Exercise material

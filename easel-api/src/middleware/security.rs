/// Security headers middleware
///
/// This module provides middleware to add security-related HTTP headers
/// to all responses, following OWASP recommendations. The policy is tuned
/// for a JSON API that also serves uploaded images under `/uploads`.
///
/// # Headers Applied
///
/// - `X-Content-Type-Options: nosniff` - Prevents MIME type sniffing
/// - `X-Frame-Options: DENY` - Prevents clickjacking
/// - `X-XSS-Protection: 1; mode=block` - Enables XSS protection in older browsers
/// - `Strict-Transport-Security` - Forces HTTPS (production only)
/// - `Content-Security-Policy` - Restricts resource loading
/// - `Cross-Origin-Resource-Policy: cross-origin` - Lets other origins embed uploads
/// - `Referrer-Policy: strict-origin-when-cross-origin` - Controls referrer information
/// - `Permissions-Policy` - Controls browser features
///
/// # Example
///
/// ```no_run
/// use axum::Router;
/// use easel_api::middleware::security::SecurityHeadersLayer;
///
/// let app: Router = Router::new()
///     .layer(SecurityHeadersLayer::new(true)); // true = production mode
/// ```

use axum::{
    extract::Request,
    response::Response,
};
use std::task::{Context, Poll};
use tower::{Layer, Service};

/// Security headers middleware layer
#[derive(Clone)]
pub struct SecurityHeadersLayer {
    /// Whether to enable HSTS (HTTPS-only, should be true in production)
    enable_hsts: bool,
}

impl SecurityHeadersLayer {
    /// Creates a new security headers layer
    ///
    /// # Arguments
    ///
    /// * `enable_hsts` - Whether to enable HSTS header (use true for production with HTTPS)
    pub fn new(enable_hsts: bool) -> Self {
        Self { enable_hsts }
    }
}

impl<S> Layer<S> for SecurityHeadersLayer {
    type Service = SecurityHeadersMiddleware<S>;

    fn layer(&self, inner: S) -> Self::Service {
        SecurityHeadersMiddleware {
            inner,
            enable_hsts: self.enable_hsts,
        }
    }
}

/// Security headers middleware service
#[derive(Clone)]
pub struct SecurityHeadersMiddleware<S> {
    inner: S,
    enable_hsts: bool,
}

impl<S> Service<Request> for SecurityHeadersMiddleware<S>
where
    S: Service<Request, Response = Response> + Send + 'static,
    S::Future: Send + 'static,
{
    type Response = S::Response;
    type Error = S::Error;
    type Future = std::pin::Pin<
        Box<dyn std::future::Future<Output = Result<Self::Response, Self::Error>> + Send>,
    >;

    fn poll_ready(&mut self, cx: &mut Context<'_>) -> Poll<Result<(), Self::Error>> {
        self.inner.poll_ready(cx)
    }

    fn call(&mut self, request: Request) -> Self::Future {
        let future = self.inner.call(request);
        let enable_hsts = self.enable_hsts;

        Box::pin(async move {
            let mut response = future.await?;

            let headers = response.headers_mut();

            // Prevent MIME type sniffing (uploaded files are served as-is)
            headers.insert(
                "X-Content-Type-Options",
                "nosniff".parse().unwrap(),
            );

            // Prevent clickjacking
            headers.insert(
                "X-Frame-Options",
                "DENY".parse().unwrap(),
            );

            // Enable XSS protection (for older browsers)
            headers.insert(
                "X-XSS-Protection",
                "1; mode=block".parse().unwrap(),
            );

            // Control referrer information
            headers.insert(
                "Referrer-Policy",
                "strict-origin-when-cross-origin".parse().unwrap(),
            );

            // Disable potentially dangerous browser features
            headers.insert(
                "Permissions-Policy",
                "geolocation=(), microphone=(), camera=(), payment=(), usb=()".parse().unwrap(),
            );

            // Content Security Policy: no scripts, images only from here
            headers.insert(
                "Content-Security-Policy",
                "default-src 'none'; img-src 'self' data:; frame-ancestors 'none'"
                    .parse()
                    .unwrap(),
            );

            // Stored images are meant to be embeddable from other origins,
            // including pages that opt into cross-origin isolation
            headers.insert(
                "Cross-Origin-Resource-Policy",
                "cross-origin".parse().unwrap(),
            );

            // HSTS (only in production with HTTPS)
            if enable_hsts {
                headers.insert(
                    "Strict-Transport-Security",
                    "max-age=31536000; includeSubDomains; preload".parse().unwrap(),
                );
            }

            Ok(response)
        })
    }
}

#[cfg(test)]
mod tests {
    use super::*;
    use axum::{
        body::Body,
        http::StatusCode,
        response::IntoResponse,
        routing::get,
        Router,
    };
    use tower::Service as _;

    async fn handler() -> impl IntoResponse {
        (StatusCode::OK, "test")
    }

    #[tokio::test]
    async fn test_security_headers_applied() {
        let mut app = Router::new()
            .route("/test", get(handler))
            .layer(SecurityHeadersLayer::new(false));

        let response = app
            .call(
                Request::builder()
                    .uri("/test")
                    .body(Body::empty())
                    .unwrap(),
            )
            .await
            .unwrap();

        let headers = response.headers();

        assert_eq!(
            headers.get("X-Content-Type-Options").unwrap(),
            "nosniff"
        );
        assert_eq!(
            headers.get("X-Frame-Options").unwrap(),
            "DENY"
        );
        assert_eq!(
            headers.get("X-XSS-Protection").unwrap(),
            "1; mode=block"
        );
        assert_eq!(
            headers.get("Referrer-Policy").unwrap(),
            "strict-origin-when-cross-origin"
        );
        assert!(headers.get("Content-Security-Policy").is_some());
        assert!(headers.get("Permissions-Policy").is_some());
        assert_eq!(
            headers.get("Cross-Origin-Resource-Policy").unwrap(),
            "cross-origin"
        );
    }

    #[tokio::test]
    async fn test_hsts_enabled_in_production() {
        let mut app = Router::new()
            .route("/test", get(handler))
            .layer(SecurityHeadersLayer::new(true));

        let response = app
            .call(
                Request::builder()
                    .uri("/test")
                    .body(Body::empty())
                    .unwrap(),
            )
            .await
            .unwrap();

        let headers = response.headers();
        assert!(headers.get("Strict-Transport-Security").is_some());
    }

    #[tokio::test]
    async fn test_hsts_disabled_in_dev() {
        let mut app = Router::new()
            .route("/test", get(handler))
            .layer(SecurityHeadersLayer::new(false));

        let response = app
            .call(
                Request::builder()
                    .uri("/test")
                    .body(Body::empty())
                    .unwrap(),
            )
            .await
            .unwrap();

        let headers = response.headers();
        assert!(headers.get("Strict-Transport-Security").is_none());
    }
}
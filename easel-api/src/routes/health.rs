/// Health check endpoint
///
/// Provides a simple health check endpoint that verifies:
/// - The server is running
/// - Database connectivity
///
/// # Endpoint
///
/// ```text
/// GET /health
/// ```
///
/// # Response
///
/// ```json
/// {
///   "status": "healthy",
///   "version": "0.1.0",
///   "database": "connected"
/// }
/// ```

use crate::{app::AppState, error::ApiResult};
use axum::{extract::State, Json};
use easel_shared::db::pool::health_check as db_health_check;
use serde::{Deserialize, Serialize};

/// Health check response
#[derive(Debug, Serialize, Deserialize)]
pub struct HealthResponse {
    /// Service status
    pub status: String,

    /// Application version
    pub version: String,

    /// Database status
    pub database: String,
}

/// Health check handler
///
/// Returns service health status including database connectivity. The
/// endpoint itself always answers 200; a broken database shows up as
/// `"status": "degraded"` in the body.
pub async fn health_check(State(state): State<AppState>) -> ApiResult<Json<HealthResponse>> {
    let database_status = match db_health_check(&state.db).await {
        Ok(()) => "connected",
        Err(_) => "disconnected",
    };

    Ok(Json(HealthResponse {
        status: if database_status == "connected" {
            "healthy".to_string()
        } else {
            "degraded".to_string()
        },
        version: env!("CARGO_PKG_VERSION").to_string(),
        database: database_status.to_string(),
    }))
}
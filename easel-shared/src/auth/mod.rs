/// Authentication utilities
///
/// This module provides secure authentication primitives for Easel:
///
/// # Modules
///
/// - [`password`]: Argon2id password hashing and the registration policy
/// - [`jwt`]: JWT token generation and validation
/// - [`middleware`]: Bearer-token extraction and the request auth context
///
/// # Security Features
///
/// - **Password Hashing**: Argon2id with 64 MB memory, 3 iterations
/// - **JWT Tokens**: HS256 signing, 24 h access / 30 d refresh expiration
/// - **Constant-time Comparison**: All verification uses constant-time operations
///
/// # Example
///
/// ```
/// use easel_shared::auth::password::{hash_password, verify_password};
/// use easel_shared::auth::jwt::{create_token, Claims, TokenType};
/// use uuid::Uuid;
///
/// # fn example() -> Result<(), Box<dyn std::error::Error>> {
/// // Password authentication
/// let hash = hash_password("user_password")?;
/// assert!(verify_password("user_password", &hash)?);
///
/// // JWT token generation
/// let claims = Claims::new(Uuid::new_v4(), "mika", TokenType::Access);
/// let token = create_token(&claims, "secret-key")?;
/// # Ok(())
/// # }
/// ```

pub mod jwt;
pub mod middleware;
pub mod password;
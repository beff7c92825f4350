/// Public timeline endpoint
///
/// Lists posts in reverse chronological order. The timeline is public:
/// no credentials are required to browse it.
///
/// # Endpoint
///
/// `GET /v1/posts?limit=50&offset=0`
///
/// # Example Response
///
/// ```json
/// {
///   "posts": [
///     {
///       "post_id": "550e8400-e29b-41d4-a716-446655440000",
///       "user_id": "7c9e6679-7425-40de-944b-e07fc1f90ae7",
///       "title": "Morning sketch",
///       "caption": "Quick warmup",
///       "image_url": "/uploads/4f2a9c...e1.png",
///       "thumbnail_url": "/uploads/thumbs/4f2a9c...e1.png",
///       "created_at": "2026-03-10T12:00:00Z"
///     }
///   ],
///   "total": 128,
///   "limit": 50,
///   "offset": 0
/// }
/// ```

use crate::app::AppState;
use crate::error::ApiError;
use axum::{
    extract::{Query, State},
    Json,
};
use chrono::{DateTime, Utc};
use easel_shared::models::post::Post;
use serde::{Deserialize, Serialize};
use uuid::Uuid;

/// Page size used when the query does not specify one
const DEFAULT_LIMIT: i64 = 50;

/// Timeline query parameters
#[derive(Debug, Clone, Deserialize)]
pub struct TimelineQuery {
    /// Maximum number of posts to return (default 50)
    pub limit: Option<i64>,

    /// Number of posts to skip from the newest end
    pub offset: Option<i64>,
}

/// One post as rendered in timeline and search responses
///
/// The image URLs are relative paths served by the static `/uploads`
/// route, so clients can use them as-is against the same host.
#[derive(Debug, Clone, Serialize)]
pub struct TimelineItem {
    /// Post ID
    pub post_id: Uuid,

    /// Owning user ID
    pub user_id: Uuid,

    /// Display title
    pub title: String,

    /// Free-form caption (may be empty)
    pub caption: String,

    /// Path to the full-size image
    pub image_url: String,

    /// Path to the thumbnail
    pub thumbnail_url: String,

    /// Upload timestamp
    pub created_at: DateTime<Utc>,
}

impl From<Post> for TimelineItem {
    fn from(post: Post) -> Self {
        let image_url = format!("/uploads/{}", post.filename);
        let thumbnail_url = format!("/uploads/thumbs/{}", post.filename);

        Self {
            post_id: post.id,
            user_id: post.user_id,
            title: post.title,
            caption: post.caption,
            image_url,
            thumbnail_url,
            created_at: post.created_at,
        }
    }
}

/// Timeline response
#[derive(Debug, Clone, Serialize)]
pub struct TimelineResponse {
    /// Posts, newest first
    pub posts: Vec<TimelineItem>,

    /// Total number of posts across all pages
    pub total: i64,

    /// Limit the page was built with
    pub limit: i64,

    /// Offset the page was built with
    pub offset: i64,
}

/// Timeline endpoint handler
///
/// Returns one page of the public timeline plus the total post count,
/// so clients can render pagination without a second request.
///
/// # Errors
///
/// - 500 Internal Server Error: Database error
pub async fn timeline(
    State(state): State<AppState>,
    Query(query): Query<TimelineQuery>,
) -> Result<Json<TimelineResponse>, ApiError> {
    // Negative values would be rejected by Postgres; clamp them instead
    let limit = query.limit.unwrap_or(DEFAULT_LIMIT).max(0);
    let offset = query.offset.unwrap_or(0).max(0);

    let posts = Post::list(&state.db, limit, offset).await?;
    let total = Post::count(&state.db).await?;

    Ok(Json(TimelineResponse {
        posts: posts.into_iter().map(TimelineItem::from).collect(),
        total,
        limit,
        offset,
    }))
}

#[cfg(test)]
mod tests {
    use super::*;
    use serde_json::json;

    #[test]
    fn test_timeline_query_defaults() {
        let query: TimelineQuery = serde_json::from_value(json!({})).unwrap();
        assert!(query.limit.is_none());
        assert!(query.offset.is_none());

        let query: TimelineQuery =
            serde_json::from_value(json!({"limit": 10, "offset": 20})).unwrap();
        assert_eq!(query.limit, Some(10));
        assert_eq!(query.offset, Some(20));
    }

    #[test]
    fn test_timeline_item_builds_upload_urls() {
        let post = Post {
            id: Uuid::new_v4(),
            user_id: Uuid::new_v4(),
            title: "Morning sketch".to_string(),
            caption: String::new(),
            filename: "4f2a9cder34.png".to_string(),
            created_at: Utc::now(),
        };

        let item = TimelineItem::from(post.clone());
        assert_eq!(item.post_id, post.id);
        assert_eq!(item.image_url, "/uploads/4f2a9cder34.png");
        assert_eq!(item.thumbnail_url, "/uploads/thumbs/4f2a9cder34.png");
    }

    #[test]
    fn test_timeline_response_serialization() {
        let response = TimelineResponse {
            posts: vec![],
            total: 0,
            limit: 50,
            offset: 0,
        };

        let value = serde_json::to_value(&response).unwrap();
        assert_eq!(value["total"], 0);
        assert_eq!(value["limit"], 50);
        assert!(value["posts"].as_array().unwrap().is_empty());
    }
}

Task goal
At the first line of the material above, start reproducing each line exactly, and end with the line that holds "in older browsers", adding nothing.

Solution below
filename easel-api/src/middleware/security.rs
/// Security headers middleware
///
/// This module provides middleware to add security-related HTTP headers
/// to all responses, following OWASP recommendations. The policy is tuned
/// for a JSON API that also serves uploaded images under `/uploads`.
///
/// # Headers Applied
///
/// - `X-Content-Type-Options: nosniff` - Prevents MIME type sniffing
/// - `X-Frame-Options: DENY` - Prevents clickjacking
/// - `X-XSS-Protection: 1; mode=block` - Enables XSS protection in older browsers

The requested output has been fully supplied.